Being able to source machines from multiple factories around the world enables him to respond quickly to volume fluctuations on the American market.“We build our machines to comply with EU, EC and EPA emission standards,which are the most stringent in the world,” Chimley says.
“Komatsu American source these machines globally, from the UK, Japan or right here in Chattanooga,Tennessee. Our customers care about lead time and cost, so it’s up to us to deliver what they want, when and where they want it – at the most competitive price.
“By pooling our global resources, we can respond very quickly to fluctuating local demand.”A modern supply chain is based on multiple channels and solutions. In the case of Komatsu America, this means having the option of combining locally sourced products with globally sourced imports and then moving them intermodally, using rail, truck and ocean services, to achieve the optimum delivery in terms of time and cost. Chimley and his staff continuously review logistical efficiencies.“

These days, interruptions to a supply chain can have catastrophic effects,” he says. “Maintaining line-of-sight visibility of the supply chain at all times enables us to react immediately if something unforeseen happens."

One such event was the massive Japanese earthquake in 2011. “Thanks to our partners and global sourcing capability, we were able to compensate for the temporary loss of our Japanese resources,” Chimley says.

Chimley says the key to a highly effective,responsive supply chain is working with reliable businesses and vendors. Komatsu has established very close relationships with select suppliers that have a proven track record of excellence. In the spirit of the initiative known as Midorikai, Chimley and his team strive to forge mutually beneficial business relationships for both suppliers and Komatsu during economic upturns and downturns by sharing information, technical support and business opportunities.

Midori-kai is Japanese for “green club,” suggesting that Komatsu will plant a seed with its suppliers and together they can grow a tree for the long term.

“Our business philosophy is based on long-term, mutually beneficial partnerships, as opposed to traditional, transactional supplier relationships,’ he says.“We want to surround ourselves with businesses and vendors who will anticipate our needs and work proactively to keep us informed about things that may affect our business.We also want suppliers we can trust – who will go the extra mile if we need their help.”

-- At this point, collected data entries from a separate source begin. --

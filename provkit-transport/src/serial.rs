//! Serial transport
//!
//! The STM32 boards expose their configuration menu on the ST-LINK virtual
//! COM port, so this is the transport used in the field.

use std::time::Duration;

use async_trait::async_trait;
use bytes::BytesMut;
use tokio::io::{AsyncReadExt, AsyncWriteExt};
use tokio::time::timeout;
use tokio_serial::{ClearBuffer, SerialPort, SerialPortBuilderExt, SerialStream};
use tracing::{debug, trace, warn};

use crate::{error::*, Transport};

/// Serial transport for STM32 devices
pub struct SerialTransport {
    path: String,
    baud_rate: u32,
    port: Option<SerialStream>,
}

impl SerialTransport {
    /// Create new serial transport
    pub fn new(path: impl Into<String>, baud_rate: u32) -> Self {
        Self {
            path: path.into(),
            baud_rate,
            port: None,
        }
    }

    pub fn baud_rate(&self) -> u32 {
        self.baud_rate
    }
}

/// List serial ports present on this machine
pub fn available_ports() -> Result<Vec<String>> {
    let ports = tokio_serial::available_ports()?;
    Ok(ports.into_iter().map(|info| info.port_name).collect())
}

#[async_trait]
impl Transport for SerialTransport {
    async fn connect(&mut self) -> Result<()> {
        if self.is_connected() {
            return Err(Error::AlreadyConnected);
        }

        debug!("Opening {} at {} baud...", self.path, self.baud_rate);

        let port = tokio_serial::new(&self.path, self.baud_rate).open_native_async()?;

        debug!("Opened {}", self.path);

        self.port = Some(port);
        Ok(())
    }

    async fn disconnect(&mut self) -> Result<()> {
        if self.port.take().is_some() {
            debug!("Closed {}", self.path);
        }
        Ok(())
    }

    fn is_connected(&self) -> bool {
        self.port.is_some()
    }

    async fn send(&mut self, data: &[u8]) -> Result<()> {
        let port = self.port.as_mut().ok_or(Error::NotConnected)?;

        trace!("Sending {} bytes: {:02X?}", data.len(), &data[..data.len().min(16)]);

        port.write_all(data).await?;
        port.flush().await?;

        Ok(())
    }

    async fn receive(&mut self, timeout_duration: Duration) -> Result<BytesMut> {
        let port = self.port.as_mut().ok_or(Error::NotConnected)?;

        let mut buf = BytesMut::with_capacity(256);

        let n = timeout(timeout_duration, port.read_buf(&mut buf))
            .await
            .map_err(|_| Error::ReadTimeout)?
            .map_err(|e| {
                warn!("Read error on {}: {}", self.path, e);
                Error::Io(e)
            })?;

        if n == 0 {
            return Err(Error::ConnectionClosed);
        }

        trace!("Received {} bytes: {:02X?}", n, &buf[..n.min(16)]);

        Ok(buf)
    }

    async fn discard_input(&mut self) -> Result<()> {
        let port = self.port.as_mut().ok_or(Error::NotConnected)?;
        port.clear(ClearBuffer::Input)?;
        Ok(())
    }

    fn remote_addr(&self) -> String {
        self.path.clone()
    }
}

impl Drop for SerialTransport {
    fn drop(&mut self) {
        if self.is_connected() {
            warn!("Serial transport dropped while still open");
        }
    }
}
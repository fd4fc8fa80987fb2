//! Send one message to an echo server and print the reply

use std::time::Duration;

use anyhow::Result;
use clap::Parser;

use provkit_tools::echo::{echo_once, DEFAULT_MESSAGE};
use provkit_tools::logging;

#[derive(Debug, Parser)]
#[command(name = "echo-client", version, about = "Check an echo server")]
struct Cli {
    host: String,

    port: u16,

    /// Text to send
    #[arg(long, default_value = DEFAULT_MESSAGE)]
    message: String,

    /// Seconds to wait for the connection and for the reply
    #[arg(long, default_value_t = 5)]
    timeout_secs: u64,

    #[arg(short, long)]
    debug: bool,
}

#[tokio::main]
async fn main() -> Result<()> {
    let cli = Cli::parse();
    logging::init(cli.debug);

    let reply = echo_once(
        &cli.host,
        cli.port,
        &cli.message,
        Duration::from_secs(cli.timeout_secs),
    )
    .await?;

    println!("Received: {}", String::from_utf8_lossy(&reply));
    Ok(())
}
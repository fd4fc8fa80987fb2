//! Provisioning example: write Wi-Fi and endpoint, then reboot and wait for the cloud link

use std::time::Duration;

use provkit::constants::CONNECTED_MESSAGE;
use provkit::{Device, DeviceSettings};

#[tokio::main]
async fn main() -> provkit::Result<()> {
    tracing_subscriber::fmt()
        .with_max_level(tracing::Level::INFO)
        .init();

    let port = std::env::var("DEVICE_PORT").unwrap_or_else(|_| "/dev/ttyACM0".to_string());
    let endpoint = std::env::var("MQTT_ENDPOINT")
        .unwrap_or_else(|_| "a1qwhobjtvew8t-ats.iot.us-west-1.amazonaws.com".to_string());

    let mut device = Device::new_serial(port, 115_200);
    device.connect().await?;

    if !device.enable_menu().await? {
        println!("Menu not available");
        return Ok(());
    }

    let settings = DeviceSettings::new()
        .with_endpoint(endpoint)
        .with_wifi("lab", "secret");

    println!("Writing settings...");
    device.provision(&settings).await?;

    println!("Rebooting...");
    device.reset().await?;

    if device
        .wait_for_message(CONNECTED_MESSAGE, Duration::from_secs(60))
        .await?
    {
        println!("Device connected to the broker");
    } else {
        println!("Device did not connect within 60s");
    }

    device.disconnect().await?;

    Ok(())
}
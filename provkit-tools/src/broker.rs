//! MQTT broker connection shared by the broker tools

use std::path::PathBuf;
use std::time::Duration;

use anyhow::{Context, Result};
use async_trait::async_trait;
use rumqttc::{
    AsyncClient, Event, MqttOptions, Outgoing, Packet, Publish, QoS, TlsConfiguration, Transport,
};
use tokio::sync::mpsc;
use tokio::task::JoinHandle;
use tracing::{debug, info, trace, warn};

/// Plain MQTT port
pub const DEFAULT_PORT: u16 = 1883;

/// MQTT over TLS port
pub const DEFAULT_TLS_PORT: u16 = 8883;

/// Keep-alive interval requested from the broker
pub const KEEP_ALIVE: Duration = Duration::from_secs(60);

/// Capacity of the client request queue and the incoming message queue
const QUEUE_CAPACITY: usize = 64;

/// Broker connection flags shared by every broker tool
#[derive(Debug, Clone, clap::Args)]
pub struct BrokerArgs {
    /// Broker hostname, e.g. `xxxxxxxx-ats.iot.us-west-1.amazonaws.com`
    #[arg(long, env = "PROVKIT_MQTT_HOST")]
    pub host: String,

    /// Broker port [default: 8883 with TLS, 1883 without]
    #[arg(long, env = "PROVKIT_MQTT_PORT")]
    pub port: Option<u16>,

    /// CA certificate (PEM); enables TLS
    #[arg(long, env = "PROVKIT_MQTT_CA")]
    pub ca_file: Option<PathBuf>,

    /// Client certificate (PEM) for mutual TLS
    #[arg(long, env = "PROVKIT_MQTT_CERT", requires = "key_file")]
    pub cert_file: Option<PathBuf>,

    /// Client private key (PEM) for mutual TLS
    #[arg(long, env = "PROVKIT_MQTT_KEY", requires = "cert_file")]
    pub key_file: Option<PathBuf>,

    /// MQTT client identifier
    #[arg(long)]
    pub client_id: Option<String>,

    /// Keep-alive interval in seconds
    #[arg(long, default_value_t = KEEP_ALIVE.as_secs())]
    pub keep_alive_secs: u64,
}

impl BrokerArgs {
    /// Resolve flags into a connection config
    pub fn into_config(self, default_client_id: &str) -> BrokerConfig {
        let mut config = BrokerConfig::new(self.host, self.port)
            .with_client_id(self.client_id.unwrap_or_else(|| default_client_id.to_string()))
            .with_keep_alive(Duration::from_secs(self.keep_alive_secs));

        if let Some(ca_file) = self.ca_file {
            let client_auth = self.cert_file.zip(self.key_file);
            config = config.with_tls(ca_file, client_auth);
        }

        config
    }
}

/// TLS material locations
#[derive(Debug, Clone, PartialEq, Eq)]
pub struct TlsFiles {
    pub ca_file: PathBuf,
    pub client_auth: Option<(PathBuf, PathBuf)>,
}

/// Broker connection settings
#[derive(Debug, Clone)]
pub struct BrokerConfig {
    host: String,
    port: Option<u16>,
    client_id: String,
    tls: Option<TlsFiles>,
    keep_alive: Duration,
}

impl BrokerConfig {
    pub fn new(host: impl Into<String>, port: Option<u16>) -> Self {
        Self {
            host: host.into(),
            port,
            client_id: "provkit".to_string(),
            tls: None,
            keep_alive: KEEP_ALIVE,
        }
    }

    pub fn with_client_id(mut self, client_id: impl Into<String>) -> Self {
        self.client_id = client_id.into();
        self
    }

    /// Connect over TLS, optionally presenting a client certificate and key
    pub fn with_tls(mut self, ca_file: PathBuf, client_auth: Option<(PathBuf, PathBuf)>) -> Self {
        self.tls = Some(TlsFiles {
            ca_file,
            client_auth,
        });
        self
    }

    pub fn with_keep_alive(mut self, keep_alive: Duration) -> Self {
        self.keep_alive = keep_alive;
        self
    }

    pub fn host(&self) -> &str {
        &self.host
    }

    /// Explicit port, or the conventional one for the chosen transport
    pub fn port(&self) -> u16 {
        self.port.unwrap_or(if self.tls.is_some() {
            DEFAULT_TLS_PORT
        } else {
            DEFAULT_PORT
        })
    }

    pub fn client_id(&self) -> &str {
        &self.client_id
    }

    pub fn keep_alive(&self) -> Duration {
        self.keep_alive
    }

    pub fn tls(&self) -> Option<&TlsFiles> {
        self.tls.as_ref()
    }

    /// Build client options, loading TLS material from disk
    pub fn mqtt_options(&self) -> Result<MqttOptions> {
        let mut options = MqttOptions::new(&self.client_id, &self.host, self.port());
        options.set_keep_alive(self.keep_alive);

        if let Some(tls) = &self.tls {
            let ca = std::fs::read(&tls.ca_file)
                .with_context(|| format!("reading CA file {}", tls.ca_file.display()))?;

            let client_auth = match &tls.client_auth {
                Some((cert_file, key_file)) => {
                    let cert = std::fs::read(cert_file)
                        .with_context(|| format!("reading certificate {}", cert_file.display()))?;
                    let key = std::fs::read(key_file)
                        .with_context(|| format!("reading private key {}", key_file.display()))?;
                    Some((cert, key))
                }
                None => None,
            };

            options.set_transport(Transport::tls_with_config(TlsConfiguration::Simple {
                ca,
                alpn: None,
                client_auth,
            }));
        }

        Ok(options)
    }
}

/// Anything that can publish to the broker
#[cfg_attr(test, mockall::automock)]
#[async_trait]
pub trait Publisher: Send {
    async fn publish(&mut self, topic: &str, payload: Vec<u8>, qos: QoS, retain: bool)
        -> Result<()>;
}

/// Connected MQTT client with its event loop running in the background
pub struct MqttClient {
    client: AsyncClient,
    incoming: mpsc::Receiver<Publish>,
    driver: JoinHandle<()>,
}

impl MqttClient {
    /// Connect and wait for the broker's ConnAck
    pub async fn connect(config: &BrokerConfig) -> Result<Self> {
        info!(
            "Connecting to {}:{} as {}...",
            config.host(),
            config.port(),
            config.client_id()
        );

        let (client, mut eventloop) = AsyncClient::new(config.mqtt_options()?, QUEUE_CAPACITY);

        loop {
            let event = eventloop
                .poll()
                .await
                .with_context(|| format!("connecting to {}:{}", config.host(), config.port()))?;

            match event {
                Event::Incoming(Packet::ConnAck(ack)) => {
                    info!("Connected to {} ({:?})", config.host(), ack.code);
                    break;
                }
                event => trace!("Broker event: {:?}", event),
            }
        }

        let (tx, incoming) = mpsc::channel(QUEUE_CAPACITY);
        let driver = tokio::spawn(async move {
            loop {
                match eventloop.poll().await {
                    Ok(Event::Incoming(Packet::Publish(publish))) => {
                        if let Err(e) = tx.try_send(publish) {
                            warn!("Dropping incoming message: {}", e);
                        }
                    }
                    Ok(Event::Outgoing(Outgoing::Disconnect)) => {
                        debug!("Disconnect sent");
                        break;
                    }
                    Ok(event) => trace!("Broker event: {:?}", event),
                    Err(e) => {
                        warn!("Broker connection ended: {}", e);
                        break;
                    }
                }
            }
        });

        Ok(Self {
            client,
            incoming,
            driver,
        })
    }

    pub async fn subscribe(&self, topic: &str, qos: QoS) -> Result<()> {
        self.client
            .subscribe(topic, qos)
            .await
            .with_context(|| format!("subscribing to {}", topic))?;
        info!("Subscribed to topic: {}", topic);
        Ok(())
    }

    /// Next message on a subscribed topic, or `None` once the connection is gone
    pub async fn next_message(&mut self) -> Option<Publish> {
        self.incoming.recv().await
    }

    /// Send DISCONNECT and wait for the event loop to flush it
    pub async fn disconnect(self) -> Result<()> {
        self.client.disconnect().await.context("sending disconnect")?;

        if tokio::time::timeout(Duration::from_secs(5), self.driver)
            .await
            .is_err()
        {
            warn!("Event loop did not stop after disconnect");
        }

        info!("Disconnected");
        Ok(())
    }
}

#[async_trait]
impl Publisher for MqttClient {
    async fn publish(
        &mut self,
        topic: &str,
        payload: Vec<u8>,
        qos: QoS,
        retain: bool,
    ) -> Result<()> {
        trace!(
            "Publishing {} bytes to {} ({:?}, retain={})",
            payload.len(),
            topic,
            qos,
            retain
        );
        self.client
            .publish(topic, qos, retain, payload)
            .await
            .with_context(|| format!("publishing to {}", topic))
    }
}

#[cfg(test)]
mod tests {
    use super::*;
    use clap::Parser;
    use pretty_assertions::assert_eq;

    #[derive(Debug, Parser)]
    struct Cli {
        #[command(flatten)]
        broker: BrokerArgs,
    }

    #[test]
    fn test_port_follows_transport() {
        let plain = BrokerConfig::new("broker.local", None);
        assert_eq!(plain.port(), DEFAULT_PORT);

        let tls = BrokerConfig::new("broker.local", None).with_tls("ca.pem".into(), None);
        assert_eq!(tls.port(), DEFAULT_TLS_PORT);

        let explicit =
            BrokerConfig::new("broker.local", Some(9000)).with_tls("ca.pem".into(), None);
        assert_eq!(explicit.port(), 9000);
    }

    #[test]
    fn test_args_into_config() {
        let cli = Cli::try_parse_from([
            "tool",
            "--host",
            "example-ats.iot.us-west-1.amazonaws.com",
            "--ca-file",
            "certs/AmazonRootCA1.pem",
            "--cert-file",
            "certs/device.pem.crt",
            "--key-file",
            "certs/device.pem.key",
        ])
        .unwrap();

        let config = cli.broker.into_config("HA-Cleanup");

        assert_eq!(config.host(), "example-ats.iot.us-west-1.amazonaws.com");
        assert_eq!(config.port(), DEFAULT_TLS_PORT);
        assert_eq!(config.client_id(), "HA-Cleanup");
        assert_eq!(config.keep_alive(), KEEP_ALIVE);
        assert_eq!(
            config.tls(),
            Some(&TlsFiles {
                ca_file: "certs/AmazonRootCA1.pem".into(),
                client_auth: Some(("certs/device.pem.crt".into(), "certs/device.pem.key".into())),
            })
        );
    }

    #[test]
    fn test_keep_alive_flag() {
        let cli =
            Cli::try_parse_from(["tool", "--host", "broker.local", "--keep-alive-secs", "15"])
                .unwrap();

        let config = cli.broker.into_config("fp-mock");
        assert_eq!(config.keep_alive(), Duration::from_secs(15));
        assert_eq!(config.mqtt_options().unwrap().keep_alive(), Duration::from_secs(15));
    }

    #[test]
    fn test_cert_requires_key() {
        let result = Cli::try_parse_from([
            "tool",
            "--host",
            "broker.local",
            "--cert-file",
            "device.pem.crt",
        ]);
        assert!(result.is_err());
    }

    #[test]
    fn test_missing_ca_file_is_reported() {
        let config = BrokerConfig::new("broker.local", None)
            .with_tls("/nonexistent/provkit/ca.pem".into(), None);

        let err = config.mqtt_options().unwrap_err();
        assert!(err.to_string().contains("reading CA file"));
    }

    #[test]
    fn test_plain_options() {
        let config = BrokerConfig::new("broker.local", None).with_client_id("fp-mock");
        let options = config.mqtt_options().unwrap();
        assert_eq!(options.broker_address(), ("broker.local".to_string(), 1883));
        assert_eq!(options.client_id(), "fp-mock");
    }
}
//! # provkit-core
//!
//! Core protocol implementation for the STM32 configuration menu.
//!
//! This crate provides the low-level protocol primitives:
//! - Command code definitions and data-line encoding
//! - Line framing and lenient text decoding
//! - Reply parsers
//! - Protocol constants

pub mod command;
pub mod constants;
pub mod error;
pub mod line;
pub mod parse;

pub use command::{data_line, Command};
pub use error::{Error, Result};
pub use line::{decode_lenient, LineBuffer};
//! Line framing for device console output
//!
//! The device writes newline-terminated text with no length prefix, so bytes
//! arrive in arbitrary chunks. [`LineBuffer`] reassembles them into lines and
//! [`decode_lenient`] turns each line into text without ever failing.

use bytes::BytesMut;

/// Accumulates received bytes and splits them into lines
#[derive(Debug, Default)]
pub struct LineBuffer {
    buf: BytesMut,
}

impl LineBuffer {
    /// Create an empty buffer
    pub fn new() -> Self {
        Self {
            buf: BytesMut::with_capacity(256),
        }
    }

    /// Append received bytes
    pub fn extend(&mut self, data: &[u8]) {
        self.buf.extend_from_slice(data);
    }

    /// Take the next complete line, terminator included
    pub fn next_line(&mut self) -> Option<BytesMut> {
        let end = self.buf.iter().position(|&b| b == b'\n')?;
        Some(self.buf.split_to(end + 1))
    }

    /// Take whatever is buffered, complete line or not
    pub fn take_remaining(&mut self) -> BytesMut {
        self.buf.split()
    }

    /// Drop everything buffered
    pub fn clear(&mut self) {
        self.buf.clear();
    }

    pub fn len(&self) -> usize {
        self.buf.len()
    }

    pub fn is_empty(&self) -> bool {
        self.buf.is_empty()
    }
}

/// Decode bytes as UTF-8, dropping invalid sequences
pub fn decode_lenient(bytes: &[u8]) -> String {
    let mut text = String::with_capacity(bytes.len());
    for chunk in bytes.utf8_chunks() {
        text.push_str(chunk.valid());
    }
    text
}

/// Strip a trailing LF or CR/LF
pub fn trim_terminator(line: &str) -> &str {
    line.trim_end_matches(['\r', '\n'])
}

#[cfg(test)]
mod tests {
    use super::*;
    use pretty_assertions::assert_eq;
    use proptest::prelude::*;

    #[test]
    fn test_split_lines_across_chunks() {
        let mut lines = LineBuffer::new();
        lines.extend(b"ACK\r\nMe");
        lines.extend(b"nu\r\n");

        assert_eq!(&lines.next_line().unwrap()[..], b"ACK\r\n");
        assert_eq!(&lines.next_line().unwrap()[..], b"Menu\r\n");
        assert!(lines.next_line().is_none());
        assert!(lines.is_empty());
    }

    #[test]
    fn test_partial_line_stays_buffered() {
        let mut lines = LineBuffer::new();
        lines.extend(b"no newline yet");

        assert!(lines.next_line().is_none());
        assert_eq!(lines.len(), 14);
        assert_eq!(&lines.take_remaining()[..], b"no newline yet");
        assert!(lines.is_empty());
    }

    #[test]
    fn test_clear() {
        let mut lines = LineBuffer::new();
        lines.extend(b"stale\r\n");
        lines.clear();
        assert!(lines.next_line().is_none());
    }

    #[test]
    fn test_decode_drops_invalid_bytes() {
        assert_eq!(decode_lenient(b"Thing\xFFName\r\n"), "ThingName\r\n");
        assert_eq!(decode_lenient(b"\xC3\x28ok"), "(ok");
        assert_eq!(decode_lenient("caf\u{e9}".as_bytes()), "caf\u{e9}");
    }

    #[test]
    fn test_trim_terminator() {
        assert_eq!(trim_terminator("ACK\r\n"), "ACK");
        assert_eq!(trim_terminator("ACK\n"), "ACK");
        assert_eq!(trim_terminator("ACK"), "ACK");
    }

    proptest! {
        #[test]
        fn decode_never_loses_valid_suffix(
            noise in proptest::collection::vec(any::<u8>(), 0..32),
            tail in "[a-zA-Z0-9 ]{1,32}"
        ) {
            let mut bytes = noise.clone();
            // Terminate any dangling multi-byte prefix so the tail decodes on its own
            bytes.push(b'\n');
            bytes.extend_from_slice(tail.as_bytes());

            let text = decode_lenient(&bytes);
            prop_assert!(text.ends_with(&tail));
        }

        #[test]
        fn lines_are_reassembled_regardless_of_chunking(split in 0usize..12) {
            let data = b"first\r\nsecond\r\n";
            let split = split.min(data.len());
            let mut lines = LineBuffer::new();
            lines.extend(&data[..split]);
            lines.extend(&data[split..]);

            prop_assert_eq!(&lines.next_line().unwrap()[..], &b"first\r\n"[..]);
            prop_assert_eq!(&lines.next_line().unwrap()[..], &b"second\r\n"[..]);
        }
    }
}
//! Log output for the command-line tools

use tracing_subscriber::{fmt, prelude::*, EnvFilter};

/// Install the global subscriber
///
/// `RUST_LOG` wins when set; otherwise `debug` selects the verbosity.
pub fn init(debug: bool) {
    let default_level = if debug { "debug" } else { "info" };
    let filter =
        EnvFilter::try_from_default_env().unwrap_or_else(|_| EnvFilter::new(default_level));

    tracing_subscriber::registry()
        .with(fmt::layer())
        .with(filter)
        .init();
}
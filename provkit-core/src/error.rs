//! Error types for provkit-core

/// Result type alias for provkit operations
pub type Result<T> = std::result::Result<T, Error>;

/// Core protocol errors
#[derive(Debug, thiserror::Error)]
pub enum Error {
    /// Unknown command code
    #[error("Unknown command code: {0:#04X}")]
    UnknownCommand(u8),

    /// Parameter value cannot be framed as a data line
    #[error("Invalid parameter value \"{0}\": line terminators are not allowed")]
    InvalidValue(String),

    /// Timeout waiting for response
    #[error("Timeout waiting for response after {millis}ms")]
    Timeout {
        millis: u64,
    },
}

impl Error {
    /// Check if error is recoverable (retry might succeed)
    pub fn is_recoverable(&self) -> bool {
        matches!(self, Self::Timeout { .. })
    }
}

#[cfg(test)]
mod tests {
    use super::*;

    #[test]
    fn test_error_display() {
        assert_eq!(
            Error::UnknownCommand(b'Z').to_string(),
            "Unknown command code: 0x5A"
        );
        assert_eq!(
            Error::Timeout { millis: 1500 }.to_string(),
            "Timeout waiting for response after 1500ms"
        );
    }

    #[test]
    fn test_recoverable() {
        assert!(Error::Timeout { millis: 10 }.is_recoverable());
        assert!(!Error::UnknownCommand(0).is_recoverable());
    }
}
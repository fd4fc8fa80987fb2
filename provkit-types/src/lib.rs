//! Type definitions for provkit

pub mod certificate;
pub mod error;
pub mod settings;
pub mod thing_name;

pub use certificate::Certificate;
pub use error::{Error, Result};
pub use settings::DeviceSettings;
pub use thing_name::ThingName;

Chimley says that, while this approach to relationship building is crucial to Komatsu America, former Import/Export Manager Pat Badgley, who retired earlier this year, truly lived by example.“Pat developed many of the strong global relationships that we still leverage today by bringing a human element into the supply chain,” he says. “She only asked for favours when she really needed them  and was always fair in negotiations. By investing in relationships in non-critical times, she could always rely on receiving assistance from our vendors and affiliates when she really needed it.
Now, her legacy lives on through her successor – Benjamin Gibson – whom Pat mentored for a full year before retiring. In my opinion, that has been her greatest gift to Komatsu America.”

Bill Chimley's top 3 tips for a successful supply chain
1. Strive continuously for improvement. “Never get too comfortable and make sure you’re always looking for ways of doing things better both upstream and downstream in your supply chain.”
2. Build mutually beneficial relationships. “A long-term, end-to-end partner will go the extra mile and can help you anticipate developments – such as regulatory changes – that may impact your business.”
3. Communicate clearly. “Make sure you surround yourself with suppliers who understand your business needs and can anticipate your next move.”

Bill Chimley 
Job title: General Manager Supply Chain Division, Komatsu America.
Age: 41.
Family: Wife and two daughters.
Background: University of Tennessee graduate majoring in language and world business and minoring in logistics. Has been in the OEM construction equipment business for 15 years, in sales, service, training and supply chain.
Favourite quote: I can’t recall the author, but the quote stayed with me:“Keep your heart free from hate, your mind from worry. Live simply, expect little, give much.”
Hobbies/interests: Trout fishing, gardening and travelling with family.